# PROBLEM TO SOLVE:
Output must match the data below exactly from its first line through the line that contains "use crate::ui::components::dashboard::DashboardLayoutState;", with no other line.

*** Opening of EXTRACTED INFORMATION ***

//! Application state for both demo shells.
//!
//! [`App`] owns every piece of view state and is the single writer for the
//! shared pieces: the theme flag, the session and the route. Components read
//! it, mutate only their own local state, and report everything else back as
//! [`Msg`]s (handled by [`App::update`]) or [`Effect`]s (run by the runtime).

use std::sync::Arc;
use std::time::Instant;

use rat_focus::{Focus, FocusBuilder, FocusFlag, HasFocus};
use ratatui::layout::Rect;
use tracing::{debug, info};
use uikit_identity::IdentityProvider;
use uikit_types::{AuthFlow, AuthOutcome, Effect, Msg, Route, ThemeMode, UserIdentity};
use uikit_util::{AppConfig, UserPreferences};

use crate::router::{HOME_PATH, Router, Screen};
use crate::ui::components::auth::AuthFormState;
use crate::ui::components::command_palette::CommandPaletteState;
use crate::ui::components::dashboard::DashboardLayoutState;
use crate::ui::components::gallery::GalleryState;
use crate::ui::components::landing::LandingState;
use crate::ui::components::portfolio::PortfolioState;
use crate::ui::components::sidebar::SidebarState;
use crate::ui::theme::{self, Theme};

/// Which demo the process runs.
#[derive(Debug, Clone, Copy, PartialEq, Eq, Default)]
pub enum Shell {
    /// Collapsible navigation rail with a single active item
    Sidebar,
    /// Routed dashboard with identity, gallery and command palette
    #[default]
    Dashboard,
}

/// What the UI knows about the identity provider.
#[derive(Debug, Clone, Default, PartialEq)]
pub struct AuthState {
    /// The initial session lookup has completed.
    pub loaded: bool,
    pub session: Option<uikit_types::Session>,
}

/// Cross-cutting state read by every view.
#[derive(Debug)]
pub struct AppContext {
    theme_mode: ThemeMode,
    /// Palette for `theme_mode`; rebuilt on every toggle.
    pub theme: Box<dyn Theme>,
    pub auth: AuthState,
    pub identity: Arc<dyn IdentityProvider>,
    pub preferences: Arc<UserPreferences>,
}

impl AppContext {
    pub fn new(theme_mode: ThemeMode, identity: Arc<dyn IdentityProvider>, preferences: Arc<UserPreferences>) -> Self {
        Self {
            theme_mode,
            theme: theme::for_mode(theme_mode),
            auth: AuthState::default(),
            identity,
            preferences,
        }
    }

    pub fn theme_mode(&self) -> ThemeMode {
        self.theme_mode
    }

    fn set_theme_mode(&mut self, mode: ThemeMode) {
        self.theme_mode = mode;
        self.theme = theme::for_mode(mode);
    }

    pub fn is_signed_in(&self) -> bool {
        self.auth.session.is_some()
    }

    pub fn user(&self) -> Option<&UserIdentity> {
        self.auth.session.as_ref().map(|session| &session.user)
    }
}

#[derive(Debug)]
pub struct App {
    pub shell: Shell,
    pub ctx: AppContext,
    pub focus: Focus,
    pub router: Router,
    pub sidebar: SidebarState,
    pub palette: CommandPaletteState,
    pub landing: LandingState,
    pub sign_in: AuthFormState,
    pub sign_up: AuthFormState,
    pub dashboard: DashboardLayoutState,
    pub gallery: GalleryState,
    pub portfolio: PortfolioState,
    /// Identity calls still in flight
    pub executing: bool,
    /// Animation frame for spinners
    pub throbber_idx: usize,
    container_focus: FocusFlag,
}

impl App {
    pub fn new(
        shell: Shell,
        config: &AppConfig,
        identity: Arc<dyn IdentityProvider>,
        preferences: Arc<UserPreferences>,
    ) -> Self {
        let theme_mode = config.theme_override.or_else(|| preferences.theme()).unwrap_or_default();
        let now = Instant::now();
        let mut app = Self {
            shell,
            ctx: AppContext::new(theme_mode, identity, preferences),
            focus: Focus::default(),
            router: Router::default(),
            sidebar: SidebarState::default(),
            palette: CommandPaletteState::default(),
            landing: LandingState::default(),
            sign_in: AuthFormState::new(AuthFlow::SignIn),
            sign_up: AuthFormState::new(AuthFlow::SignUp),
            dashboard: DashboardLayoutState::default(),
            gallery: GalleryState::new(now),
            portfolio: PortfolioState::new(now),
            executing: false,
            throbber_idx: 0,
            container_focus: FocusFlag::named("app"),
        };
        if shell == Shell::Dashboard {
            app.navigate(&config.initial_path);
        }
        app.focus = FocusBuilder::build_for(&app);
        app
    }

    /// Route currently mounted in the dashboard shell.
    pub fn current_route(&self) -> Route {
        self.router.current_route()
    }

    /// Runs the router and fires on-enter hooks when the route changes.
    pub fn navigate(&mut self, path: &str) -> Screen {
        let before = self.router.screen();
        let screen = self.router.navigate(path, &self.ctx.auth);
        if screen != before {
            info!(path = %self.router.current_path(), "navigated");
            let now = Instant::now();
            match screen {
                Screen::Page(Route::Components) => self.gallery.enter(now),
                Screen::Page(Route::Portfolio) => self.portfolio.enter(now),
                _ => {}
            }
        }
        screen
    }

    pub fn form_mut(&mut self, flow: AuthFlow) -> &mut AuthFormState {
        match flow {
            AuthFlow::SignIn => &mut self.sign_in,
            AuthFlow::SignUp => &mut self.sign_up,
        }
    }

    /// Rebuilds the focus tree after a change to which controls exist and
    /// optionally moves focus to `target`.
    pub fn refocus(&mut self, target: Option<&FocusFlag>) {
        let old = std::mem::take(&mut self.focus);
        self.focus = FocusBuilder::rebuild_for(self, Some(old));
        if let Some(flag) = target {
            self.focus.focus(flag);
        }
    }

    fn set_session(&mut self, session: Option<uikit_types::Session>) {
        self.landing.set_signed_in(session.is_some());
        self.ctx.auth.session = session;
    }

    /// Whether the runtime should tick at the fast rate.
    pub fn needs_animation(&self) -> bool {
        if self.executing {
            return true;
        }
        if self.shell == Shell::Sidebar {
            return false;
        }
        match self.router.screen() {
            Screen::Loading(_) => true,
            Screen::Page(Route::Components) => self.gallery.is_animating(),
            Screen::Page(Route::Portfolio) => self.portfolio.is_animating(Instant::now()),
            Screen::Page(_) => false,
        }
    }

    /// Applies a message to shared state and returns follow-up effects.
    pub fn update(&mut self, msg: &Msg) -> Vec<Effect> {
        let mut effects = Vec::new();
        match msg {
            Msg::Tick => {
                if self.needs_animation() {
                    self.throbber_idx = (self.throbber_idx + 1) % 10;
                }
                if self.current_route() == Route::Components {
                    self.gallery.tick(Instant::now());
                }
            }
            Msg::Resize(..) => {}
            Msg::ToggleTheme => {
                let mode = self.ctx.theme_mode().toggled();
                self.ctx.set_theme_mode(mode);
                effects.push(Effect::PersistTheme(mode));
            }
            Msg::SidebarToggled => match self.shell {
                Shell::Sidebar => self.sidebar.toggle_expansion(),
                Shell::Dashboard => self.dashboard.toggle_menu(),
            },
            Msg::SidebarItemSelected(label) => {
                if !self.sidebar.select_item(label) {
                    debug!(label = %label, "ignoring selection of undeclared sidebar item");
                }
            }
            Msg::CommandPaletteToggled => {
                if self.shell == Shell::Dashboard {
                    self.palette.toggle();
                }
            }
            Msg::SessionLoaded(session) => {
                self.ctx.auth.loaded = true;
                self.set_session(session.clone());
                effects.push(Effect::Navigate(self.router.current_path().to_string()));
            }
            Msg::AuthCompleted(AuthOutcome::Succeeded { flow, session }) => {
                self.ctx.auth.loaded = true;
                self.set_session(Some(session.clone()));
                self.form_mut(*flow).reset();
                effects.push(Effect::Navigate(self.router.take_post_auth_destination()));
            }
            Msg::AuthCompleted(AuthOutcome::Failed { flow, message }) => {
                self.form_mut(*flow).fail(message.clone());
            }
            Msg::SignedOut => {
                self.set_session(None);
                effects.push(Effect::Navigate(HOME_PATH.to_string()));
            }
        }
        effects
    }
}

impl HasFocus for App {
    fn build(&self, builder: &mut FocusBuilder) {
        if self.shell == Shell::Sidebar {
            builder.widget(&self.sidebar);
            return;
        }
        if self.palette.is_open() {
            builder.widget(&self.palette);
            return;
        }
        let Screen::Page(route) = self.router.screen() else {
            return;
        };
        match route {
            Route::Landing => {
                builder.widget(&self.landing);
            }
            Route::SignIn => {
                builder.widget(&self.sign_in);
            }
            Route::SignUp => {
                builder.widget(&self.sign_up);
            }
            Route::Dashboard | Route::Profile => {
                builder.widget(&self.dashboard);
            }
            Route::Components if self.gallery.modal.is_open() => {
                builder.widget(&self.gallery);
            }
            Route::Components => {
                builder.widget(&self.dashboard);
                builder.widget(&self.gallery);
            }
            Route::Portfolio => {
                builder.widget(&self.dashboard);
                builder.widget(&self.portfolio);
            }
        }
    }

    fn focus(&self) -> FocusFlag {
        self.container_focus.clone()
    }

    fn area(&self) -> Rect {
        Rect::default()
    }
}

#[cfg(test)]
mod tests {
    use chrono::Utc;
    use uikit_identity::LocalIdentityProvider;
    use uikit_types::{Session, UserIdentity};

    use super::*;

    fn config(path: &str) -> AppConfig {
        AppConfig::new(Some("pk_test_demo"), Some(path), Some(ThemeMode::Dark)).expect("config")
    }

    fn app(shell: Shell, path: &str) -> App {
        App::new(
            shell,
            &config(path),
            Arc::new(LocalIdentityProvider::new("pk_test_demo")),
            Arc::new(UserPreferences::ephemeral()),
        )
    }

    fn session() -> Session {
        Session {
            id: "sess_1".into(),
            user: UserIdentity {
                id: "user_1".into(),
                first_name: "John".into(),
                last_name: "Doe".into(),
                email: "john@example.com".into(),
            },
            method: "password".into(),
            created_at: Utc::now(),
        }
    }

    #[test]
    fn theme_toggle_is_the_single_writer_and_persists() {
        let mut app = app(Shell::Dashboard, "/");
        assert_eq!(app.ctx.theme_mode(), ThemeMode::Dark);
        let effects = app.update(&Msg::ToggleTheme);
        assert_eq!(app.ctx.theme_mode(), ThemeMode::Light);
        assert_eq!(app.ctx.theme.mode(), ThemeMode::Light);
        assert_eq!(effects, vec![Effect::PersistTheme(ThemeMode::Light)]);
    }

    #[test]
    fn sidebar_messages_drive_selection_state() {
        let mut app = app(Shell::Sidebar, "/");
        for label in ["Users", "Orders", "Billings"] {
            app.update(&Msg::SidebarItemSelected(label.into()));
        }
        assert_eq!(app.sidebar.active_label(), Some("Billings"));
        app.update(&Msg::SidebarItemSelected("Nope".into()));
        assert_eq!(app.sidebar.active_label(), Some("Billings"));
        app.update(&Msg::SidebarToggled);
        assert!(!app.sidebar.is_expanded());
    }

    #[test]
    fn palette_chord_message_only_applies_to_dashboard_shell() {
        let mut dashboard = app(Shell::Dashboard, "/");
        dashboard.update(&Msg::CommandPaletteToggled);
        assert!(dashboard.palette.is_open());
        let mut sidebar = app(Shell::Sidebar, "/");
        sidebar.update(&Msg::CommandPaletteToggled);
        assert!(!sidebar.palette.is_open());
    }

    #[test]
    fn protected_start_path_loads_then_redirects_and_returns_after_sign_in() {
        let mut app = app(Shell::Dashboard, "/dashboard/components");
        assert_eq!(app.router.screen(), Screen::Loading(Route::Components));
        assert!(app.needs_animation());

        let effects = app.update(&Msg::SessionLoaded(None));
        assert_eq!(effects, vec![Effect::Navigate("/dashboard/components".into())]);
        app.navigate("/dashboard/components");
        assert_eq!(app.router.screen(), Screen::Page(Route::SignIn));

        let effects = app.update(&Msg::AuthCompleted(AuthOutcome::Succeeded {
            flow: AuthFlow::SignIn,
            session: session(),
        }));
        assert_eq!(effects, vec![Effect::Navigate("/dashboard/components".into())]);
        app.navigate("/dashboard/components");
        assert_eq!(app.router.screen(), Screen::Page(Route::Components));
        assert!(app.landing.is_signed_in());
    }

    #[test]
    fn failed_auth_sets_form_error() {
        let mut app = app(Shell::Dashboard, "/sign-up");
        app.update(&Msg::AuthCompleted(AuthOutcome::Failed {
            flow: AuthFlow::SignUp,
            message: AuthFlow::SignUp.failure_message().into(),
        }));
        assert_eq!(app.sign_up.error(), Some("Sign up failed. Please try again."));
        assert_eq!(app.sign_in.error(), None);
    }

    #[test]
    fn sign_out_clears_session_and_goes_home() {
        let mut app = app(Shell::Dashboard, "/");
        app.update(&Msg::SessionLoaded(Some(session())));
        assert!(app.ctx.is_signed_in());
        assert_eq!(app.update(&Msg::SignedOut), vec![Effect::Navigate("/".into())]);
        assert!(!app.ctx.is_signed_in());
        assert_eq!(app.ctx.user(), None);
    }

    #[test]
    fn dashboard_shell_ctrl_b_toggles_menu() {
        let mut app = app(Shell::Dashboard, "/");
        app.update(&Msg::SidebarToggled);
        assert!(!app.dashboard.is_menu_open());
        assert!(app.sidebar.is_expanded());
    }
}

*** Close of EXTRACTED INFORMATION ***

# RESPONSE BELOW:
//! Application state for both demo shells.
//!
//! [`App`] owns every piece of view state and is the single writer for the
//! shared pieces: the theme flag, the session and the route. Components read
//! it, mutate only their own local state, and report everything else back as
//! [`Msg`]s (handled by [`App::update`]) or [`Effect`]s (run by the runtime).

use std::sync::Arc;
use std::time::Instant;

use rat_focus::{Focus, FocusBuilder, FocusFlag, HasFocus};
use ratatui::layout::Rect;
use tracing::{debug, info};
use uikit_identity::IdentityProvider;
use uikit_types::{AuthFlow, AuthOutcome, Effect, Msg, Route, ThemeMode, UserIdentity};
use uikit_util::{AppConfig, UserPreferences};

use crate::router::{HOME_PATH, Router, Screen};
use crate::ui::components::auth::AuthFormState;
use crate::ui::components::command_palette::CommandPaletteState;
use crate::ui::components::dashboard::DashboardLayoutState;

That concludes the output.